* **REQUIRED WORK**:
Only one number is wanted here: how many lines of the data hold "RawGrammar".

RECORDED DATA below:

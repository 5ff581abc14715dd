// src/grammar/egt.rs
// Binary table codec ("GOLD Parser Tables/v5.0" record stream):
//   header: UTF-16LE string, zero terminated
//   record: b'M', u16 field count, fields...
//   field:  b'E' | b'b' u8 | b'B' u8 | b'I' u16 | b'S' UTF-16LE zero terminated
// The first field of each record is a byte naming the record kind.

use std::io::{self, BufWriter, Write};

use super::raw::{
    RawAction, RawCharSet, RawDfaEdge, RawDfaState, RawGrammar, RawGroup, RawLalrState,
    RawProduction, RawProperty, RawSymbol, TableCounts, section_len,
};
use crate::error::TableError;

pub const HEADER: &str = "GOLD Parser Tables/v5.0";

const RECORD_MARK: u8 = b'M';

#[derive(Debug, Clone, PartialEq, Eq)]
enum Field {
    Empty,
    Byte(u8),
    Bool(bool),
    Int(u16),
    Str(String),
}

struct Cursor<'a> {
    data: &'a [u8],
    pos: usize,
}

impl<'a> Cursor<'a> {
    fn take_u8(&mut self) -> Result<u8, TableError> {
        let b = *self
            .data
            .get(self.pos)
            .ok_or(TableError::Truncated { offset: self.pos })?;
        self.pos += 1;
        Ok(b)
    }

    fn take_u16(&mut self) -> Result<u16, TableError> {
        if self.data.len() < self.pos + 2 {
            return Err(TableError::Truncated { offset: self.pos });
        }
        let v = u16::from_le_bytes([self.data[self.pos], self.data[self.pos + 1]]);
        self.pos += 2;
        Ok(v)
    }

    fn take_string(&mut self) -> Result<String, TableError> {
        let mut units = Vec::new();
        loop {
            match self.take_u16()? {
                0 => break,
                u => units.push(u),
            }
        }
        Ok(String::from_utf16_lossy(&units))
    }

    fn take_field(&mut self) -> Result<Field, TableError> {
        let offset = self.pos;
        Ok(match self.take_u8()? {
            b'E' => Field::Empty,
            b'b' => Field::Byte(self.take_u8()?),
            b'B' => Field::Bool(self.take_u8()? == 1),
            b'I' => Field::Int(self.take_u16()?),
            b'S' => Field::Str(self.take_string()?),
            tag => return Err(TableError::UnknownFieldTag { tag, offset }),
        })
    }

    fn at_record(&self) -> bool {
        self.data.get(self.pos) == Some(&RECORD_MARK)
    }
}

/// Typed, in-order access to one record's fields.
struct Record {
    kind: &'static str,
    fields: std::vec::IntoIter<Field>,
}

impl Record {
    fn bad(&self, reason: impl Into<String>) -> TableError {
        TableError::BadRecord {
            record: self.kind,
            reason: reason.into(),
        }
    }

    fn next(&mut self, want: &str) -> Result<Field, TableError> {
        self.fields
            .next()
            .ok_or_else(|| self.bad(format!("missing {want} field")))
    }

    fn int(&mut self) -> Result<u16, TableError> {
        match self.next("integer")? {
            Field::Int(v) => Ok(v),
            other => Err(self.bad(format!("expected integer, found {other:?}"))),
        }
    }

    fn string(&mut self) -> Result<String, TableError> {
        match self.next("string")? {
            Field::Str(s) => Ok(s),
            other => Err(self.bad(format!("expected string, found {other:?}"))),
        }
    }

    fn boolean(&mut self) -> Result<bool, TableError> {
        match self.next("boolean")? {
            Field::Bool(b) => Ok(b),
            other => Err(self.bad(format!("expected boolean, found {other:?}"))),
        }
    }

    /// Reserved slots are written as empty fields; their content is ignored.
    fn reserved(&mut self) -> Result<(), TableError> {
        self.next("reserved").map(|_| ())
    }

    fn remaining(&self) -> usize {
        self.fields.len()
    }

    fn finish(self) -> Result<(), TableError> {
        match self.remaining() {
            0 => Ok(()),
            n => Err(self.bad(format!("{n} unexpected trailing fields"))),
        }
    }
}

/// Decodes a binary table into unlinked records.
pub fn read_egt(data: &[u8]) -> Result<RawGrammar, TableError> {
    let mut cur = Cursor { data, pos: 0 };
    let header = cur.take_string()?;
    if header != HEADER {
        return Err(TableError::BadHeader { found: header });
    }

    let mut g = RawGrammar::default();
    while cur.at_record() {
        cur.pos += 1;
        let n = cur.take_u16()? as usize;
        let mut fields = Vec::with_capacity(n);
        for _ in 0..n {
            fields.push(cur.take_field()?);
        }
        let mut fields = fields.into_iter();
        let kind = match fields.next() {
            Some(Field::Byte(k)) => k,
            other => {
                return Err(TableError::BadRecord {
                    record: "unknown",
                    reason: format!("record must start with a kind byte, found {other:?}"),
                });
            }
        };
        read_record(&mut g, kind, fields)?;
    }
    Ok(g)
}

fn read_record(
    g: &mut RawGrammar,
    kind: u8,
    fields: std::vec::IntoIter<Field>,
) -> Result<(), TableError> {
    let r = match kind {
        b'p' => {
            let mut r = Record { kind: "property", fields };
            g.properties.push(RawProperty {
                index: r.int()?,
                name: r.string()?,
                value: r.string()?,
            });
            r
        }
        b't' => {
            let mut r = Record { kind: "table counts", fields };
            g.counts = Some(TableCounts {
                symbols: r.int()?,
                charsets: r.int()?,
                productions: r.int()?,
                dfa_states: r.int()?,
                lalr_states: r.int()?,
                groups: r.int()?,
            });
            r
        }
        b'c' => {
            let mut r = Record { kind: "charset", fields };
            let index = r.int()?;
            let plane = r.int()?;
            let count = r.int()? as usize;
            r.reserved()?;
            let mut ranges = Vec::with_capacity(count);
            for _ in 0..count {
                ranges.push((r.int()?, r.int()?));
            }
            g.charsets.push(RawCharSet {
                index,
                plane,
                ranges,
            });
            r
        }
        b'S' => {
            let mut r = Record { kind: "symbol", fields };
            g.symbols.push(RawSymbol {
                index: r.int()?,
                name: r.string()?,
                kind: r.int()?,
            });
            r
        }
        b'g' => {
            let mut r = Record { kind: "group", fields };
            let index = r.int()?;
            let name = r.string()?;
            let container = r.int()?;
            let start = r.int()?;
            let end = r.int()?;
            let advance_mode = r.int()?;
            let ending_mode = r.int()?;
            r.reserved()?;
            let count = r.int()? as usize;
            let mut nesting = Vec::with_capacity(count);
            for _ in 0..count {
                nesting.push(r.int()?);
            }
            g.groups.push(RawGroup {
                index,
                name,
                container,
                start,
                end,
                advance_mode,
                ending_mode,
                nesting,
            });
            r
        }
        b'R' => {
            let mut r = Record { kind: "production", fields };
            let index = r.int()?;
            let head = r.int()?;
            r.reserved()?;
            let mut handles = Vec::with_capacity(r.remaining());
            while r.remaining() > 0 {
                handles.push(r.int()?);
            }
            g.productions.push(RawProduction {
                index,
                head,
                handles,
            });
            r
        }
        b'I' => {
            let mut r = Record { kind: "initial states", fields };
            g.initial = Some((r.int()?, r.int()?));
            r
        }
        b'D' => {
            let mut r = Record { kind: "dfa state", fields };
            let index = r.int()?;
            let accepting = r.boolean()?;
            let accept_symbol = r.int()?;
            r.reserved()?;
            if r.remaining() % 3 != 0 {
                return Err(r.bad("edge fields must come in triples"));
            }
            let mut edges = Vec::with_capacity(r.remaining() / 3);
            while r.remaining() > 0 {
                let charset = r.int()?;
                let target = r.int()?;
                r.reserved()?;
                edges.push(RawDfaEdge { charset, target });
            }
            g.dfa_states.push(RawDfaState {
                index,
                accept: accepting.then_some(accept_symbol),
                edges,
            });
            r
        }
        b'L' => {
            let mut r = Record { kind: "lalr state", fields };
            let index = r.int()?;
            r.reserved()?;
            if r.remaining() % 4 != 0 {
                return Err(r.bad("action fields must come in quadruples"));
            }
            let mut actions = Vec::with_capacity(r.remaining() / 4);
            while r.remaining() > 0 {
                let symbol = r.int()?;
                let kind = r.int()?;
                let target = r.int()?;
                r.reserved()?;
                actions.push(RawAction {
                    symbol,
                    kind,
                    target,
                });
            }
            g.lalr_states.push(RawLalrState { index, actions });
            r
        }
        k => return Err(TableError::UnknownRecord { kind: k as char }),
    };
    r.finish()
}

/// Accumulates the fields of one record before it is framed.
struct RecordWriter {
    count: usize,
    bytes: Vec<u8>,
}

impl RecordWriter {
    fn new(kind: u8) -> Self {
        let mut w = Self {
            count: 0,
            bytes: Vec::new(),
        };
        w.byte(kind);
        w
    }

    fn byte(&mut self, v: u8) -> &mut Self {
        self.count += 1;
        self.bytes.extend_from_slice(&[b'b', v]);
        self
    }

    fn boolean(&mut self, v: bool) -> &mut Self {
        self.count += 1;
        self.bytes.extend_from_slice(&[b'B', v as u8]);
        self
    }

    fn int(&mut self, v: u16) -> &mut Self {
        self.count += 1;
        self.bytes.push(b'I');
        self.bytes.extend_from_slice(&v.to_le_bytes());
        self
    }

    fn string(&mut self, s: &str) -> &mut Self {
        self.count += 1;
        self.bytes.push(b'S');
        push_utf16z(&mut self.bytes, s);
        self
    }

    fn empty(&mut self) -> &mut Self {
        self.count += 1;
        self.bytes.push(b'E');
        self
    }

    fn write_to(&self, w: &mut impl Write) -> io::Result<()> {
        let count = fits("field", self.count)?;
        w.write_all(&[RECORD_MARK])?;
        w.write_all(&count.to_le_bytes())?;
        w.write_all(&self.bytes)
    }
}

fn fits(kind: &'static str, len: usize) -> io::Result<u16> {
    section_len(kind, len).map_err(|e| io::Error::new(io::ErrorKind::InvalidInput, e))
}

fn push_utf16z(out: &mut Vec<u8>, s: &str) {
    for unit in s.encode_utf16() {
        out.extend_from_slice(&unit.to_le_bytes());
    }
    out.extend_from_slice(&[0, 0]);
}

impl RawGrammar {
    /// Writes the records in the binary table format.
    ///
    /// Counts are written as read from the records themselves when `counts`
    /// is unset.
    pub fn write_egt(&self, w: impl Write) -> io::Result<()> {
        let mut w = BufWriter::new(w);

        let mut header = Vec::new();
        push_utf16z(&mut header, HEADER);
        w.write_all(&header)?;

        for p in &self.properties {
            RecordWriter::new(b'p')
                .int(p.index)
                .string(&p.name)
                .string(&p.value)
                .write_to(&mut w)?;
        }

        let c = match self.counts {
            Some(c) => c,
            None => self
                .read_counts()
                .map_err(|e| io::Error::new(io::ErrorKind::InvalidInput, e))?,
        };
        RecordWriter::new(b't')
            .int(c.symbols)
            .int(c.charsets)
            .int(c.productions)
            .int(c.dfa_states)
            .int(c.lalr_states)
            .int(c.groups)
            .write_to(&mut w)?;

        for cs in &self.charsets {
            let mut rec = RecordWriter::new(b'c');
            rec.int(cs.index)
                .int(cs.plane)
                .int(fits("charset range", cs.ranges.len())?)
                .empty();
            for &(lo, hi) in &cs.ranges {
                rec.int(lo).int(hi);
            }
            rec.write_to(&mut w)?;
        }

        for s in &self.symbols {
            RecordWriter::new(b'S')
                .int(s.index)
                .string(&s.name)
                .int(s.kind)
                .write_to(&mut w)?;
        }

        for g in &self.groups {
            let mut rec = RecordWriter::new(b'g');
            rec.int(g.index)
                .string(&g.name)
                .int(g.container)
                .int(g.start)
                .int(g.end)
                .int(g.advance_mode)
                .int(g.ending_mode)
                .empty()
                .int(fits("group nesting", g.nesting.len())?);
            for &n in &g.nesting {
                rec.int(n);
            }
            rec.write_to(&mut w)?;
        }

        for p in &self.productions {
            let mut rec = RecordWriter::new(b'R');
            rec.int(p.index).int(p.head).empty();
            for &h in &p.handles {
                rec.int(h);
            }
            rec.write_to(&mut w)?;
        }

        if let Some((dfa, lalr)) = self.initial {
            RecordWriter::new(b'I')
                .int(dfa)
                .int(lalr)
                .write_to(&mut w)?;
        }

        for s in &self.dfa_states {
            let mut rec = RecordWriter::new(b'D');
            rec.int(s.index)
                .boolean(s.accept.is_some())
                .int(s.accept.unwrap_or(0))
                .empty();
            for e in &s.edges {
                rec.int(e.charset).int(e.target).empty();
            }
            rec.write_to(&mut w)?;
        }

        for s in &self.lalr_states {
            let mut rec = RecordWriter::new(b'L');
            rec.int(s.index).empty();
            for a in &s.actions {
                rec.int(a.symbol).int(a.kind).int(a.target).empty();
            }
            rec.write_to(&mut w)?;
        }

        w.flush()
    }

    /// Fails only when a section or record is too large for the format.
    pub fn to_egt_bytes(&self) -> io::Result<Vec<u8>> {
        let mut out = Vec::new();
        self.write_egt(&mut out)?;
        Ok(out)
    }
}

End of RECORDED DATA.

* **ANSWER AREA**:
5